Search a sorted array by repeatedly dividing the search interval in half. Begin with an interval covering the whole array. If the value of the search key is less than the item in the middle of the interval, narrow the interval to the lower half. Otherwise narrow it to the upper half. Repeatedly check until the value is found or the interval is empty.

### 2.2 Steps

• 1) Compare x with the middle element.
• 2) If x matches with middle element, we return the mid index, stop searching, otherwise, go to step 3.
• 3) If x is greater than the mid element, then x can only lie in right half subarray after the mid element. So we recur for right half.
• 4) Otherwise(x is smaller), recur for the left half.

See the example below.

### 2.3 Variants

Given an sorted integer array - nums, and an integer - target. Find the any/first/last position of target in nums, return -1 if target doesn’t exist.

## 3. Implementation

### 3.1 Recursive Implementation(find any)

// recursive implementation
public int search(int[] nums, int target) {
if (nums == null || nums.length == 0) {
return -1;
}

return recursiveHelper(nums, 0, nums.length - 1, target);
}

private int recursiveHelper(int[] nums, int start, int end, int target) {
if (start > end) {
return -1;
}

int mid = start + (end - start) / 2; // avoid overflow of (start + end) / 2
if (nums[mid] == target) {
// found
return mid;
} else if (nums[mid] < target) {
// search in the right half
return recursiveHelper(nums, mid + 1, end, target);
} else {
// search in the left half
return recursiveHelper(nums, start, mid - 1, target);
}
}


### 3.2 Iterative Implementation(find any)

// iterative implementation
public int search(int[] nums, int target) {
if (nums == null || nums.length == 0) {
return -1;
}
int start = 0;
int end = nums.length - 1;

while (start <= end) {
int mid = start + (end - start) / 2; // avoid overflow of (start + end) / 2
if (nums[mid] == target) {
return mid;
} else if (nums[mid] < target) {
start = mid + 1;
} else {
end = mid - 1;
}
}

return -1;
}

• Infinite loop may easily occur(eg. start is same with end) if we set start or end improperly.

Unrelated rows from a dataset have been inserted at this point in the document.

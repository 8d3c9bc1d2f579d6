//! Pullback Trader Library
//!
//! An intraday engine for the "first pullback after the first limit-up"
//! equity setup: one-minute bars in, buy and sell orders out.

pub mod broker;
pub mod common;
pub mod config;
pub mod feed;
pub mod indicator;
pub mod orders;
pub mod screening;
pub mod session;
pub mod strategy;
pub mod trader;

// Re-export commonly used types
pub use common::errors::{EngineError, Result};
pub use common::events::EngineEvent;
pub use common::traits::{BarFeed, Broker, ReferenceData};
pub use common::types::{
    AccountSnapshot, Bar, OrderId, OrderPrice, OrderQuantity, OrderRequest, OrderStatus, PositionSnapshot, RawBar,
    Side,
};
pub use crate::config::types::AppConfig;
pub use trader::Trader;

// Engine components
pub use indicator::{HistogramPattern, IntradayMacd, MacdPoint, OscillatorState};
pub use orders::{ActiveOrder, OrderLifecycleManager, SweepOutcome};
pub use session::{SessionClock, TradingHours};
pub use strategy::{
    BoxedStrategy, DayKey, Decision, FirstPullbackStrategy, OrderIntent, SignalReason, Strategy, StrategyContext,
    SymbolDayState,
};
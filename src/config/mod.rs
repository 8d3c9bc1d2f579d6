//! Application configuration

pub mod loader;
pub mod types;

pub use loader::{load_config, load_from_env};
pub use types::{
    AppConfig, AppSettings, IndicatorConfig, OrderConfig, ScreeningConfig, SessionConfig,
    SessionWindow, StrategyConfig,
};
//! Order lifecycle: registration, reconciliation and timeout sweeps

mod lifecycle;

pub use lifecycle::{ActiveOrder, OrderLifecycleManager, SweepOutcome};
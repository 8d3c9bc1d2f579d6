//! Order sizing and price helpers

use rust_decimal::prelude::*;
use rust_decimal::Decimal;

use crate::common::types::{AccountSnapshot, PositionSnapshot};

/// Price tick for A-share quotes
pub const PRICE_TICK_DP: u32 = 2;

/// Whole lots of shares purchasable with `notional` at `price`
pub fn shares_for_notional(notional: Decimal, price: Decimal, lot_size: u64) -> u64 {
    if lot_size == 0 || notional <= Decimal::ZERO || price <= Decimal::ZERO {
        return 0;
    }
    let max_shares = (notional / price).floor().to_u64().unwrap_or(0);
    (max_shares / lot_size) * lot_size
}

/// Shares to sell for an exit of `fraction` of the held position.
///
/// A full exit sells everything sellable. A partial exit rounds down to whole
/// lots and is capped by what is sellable today; it may come out as zero for
/// small positions.
pub fn exit_shares(position: &PositionSnapshot, fraction: Decimal, lot_size: u64) -> u64 {
    if fraction >= Decimal::ONE {
        return position.available_qty;
    }
    let target = (Decimal::from(position.held_qty) * fraction)
        .floor()
        .to_u64()
        .unwrap_or(0);
    let lots = if lot_size == 0 { target } else { (target / lot_size) * lot_size };
    lots.min(position.available_qty)
}

/// Limit price `discount` below `price`, rounded down to the tick
pub fn discounted_limit(price: Decimal, discount: Decimal) -> Decimal {
    (price * (Decimal::ONE - discount)).round_dp_with_strategy(PRICE_TICK_DP, RoundingStrategy::ToZero)
}

/// True when adding `notional` would lift total holdings above `limit` of account value
pub fn exceeds_position_limit(account: &AccountSnapshot, notional: Decimal, limit: Decimal) -> bool {
    if account.total_value <= Decimal::ZERO {
        return true;
    }
    account.market_value + notional > account.total_value * limit
}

### 3.3 Binary Search Template(find any)

// binary search template, can be applied to most of the binary search problems
public int search(int[] nums, int target) {
if (nums == null || nums.length == 0) {
return -1;
}
int start = 0;
int end = nums.length - 1;

while (start + 1 < end) { // avoid infinite loop, need to check nums[start] and nums[end] after the while loop
int mid = start + (end - start) / 2; // avoid overflow of (start + end) / 2
if (nums[mid] == target) {
return mid;
} else if (nums[mid] < target) {
start = mid; // no need +1
} else {
end = mid;   // no need -1
}
}

// need to check the start and end
if (nums[start] == target) {
return start;
}

if (nums[end] == target) {
return end;
}

return -1;
}

• Notice the inequality start + 1 < end. No matter what value of mid becomes to, either start or end will change accordingly. Thus, the inequality will be evaluated with new values to make sure the while loop will be broken when the difference of start and end are close to one.

### 3.4 Binary Search Template(find first)

Based on the template, just need to change the logic when we find the target with mid and make sure check start first after the while loop.

// search the first occurrence
public int searchFirst(int[] nums, int target) {
if (nums == null || nums.length == 0) {
return -1;
}
int start = 0;
int end = nums.length - 1;

while (start + 1 < end) {
int mid = start + (end - start) / 2;
if (nums[mid] == target) {
end = mid; // don't return, instead, exclude the right part
} else if (nums[mid] < target) {
start = mid;
} else {
end = mid;
}
}

// check start first
if (nums[start] == target) {
return start;
}

if (nums[end] == target) {
return end;
}

return -1;
}


### 3.5 Binary Search Template(find last)

Based on the template, just need to change the logic when we find the target with mid and check end first after the while loop.

// search the last occurrence
public int searchLast(int[] nums, int target) {
if (nums == null || nums.length == 0) {
return -1;
}
int start = 0;
int end = nums.length - 1;

while (start + 1 < end) {
int mid = start + (end - start) / 2;
if (nums[mid] == target) {
start = mid; // don't return, instead, exclude the left part
} else if (nums[mid] < target) {
start = mid;
} else {
end = mid;
}
}

// check end first
if (nums[end] == target) {
return end;
}

if (nums[start] == target) {
return start;
}

return -1;
}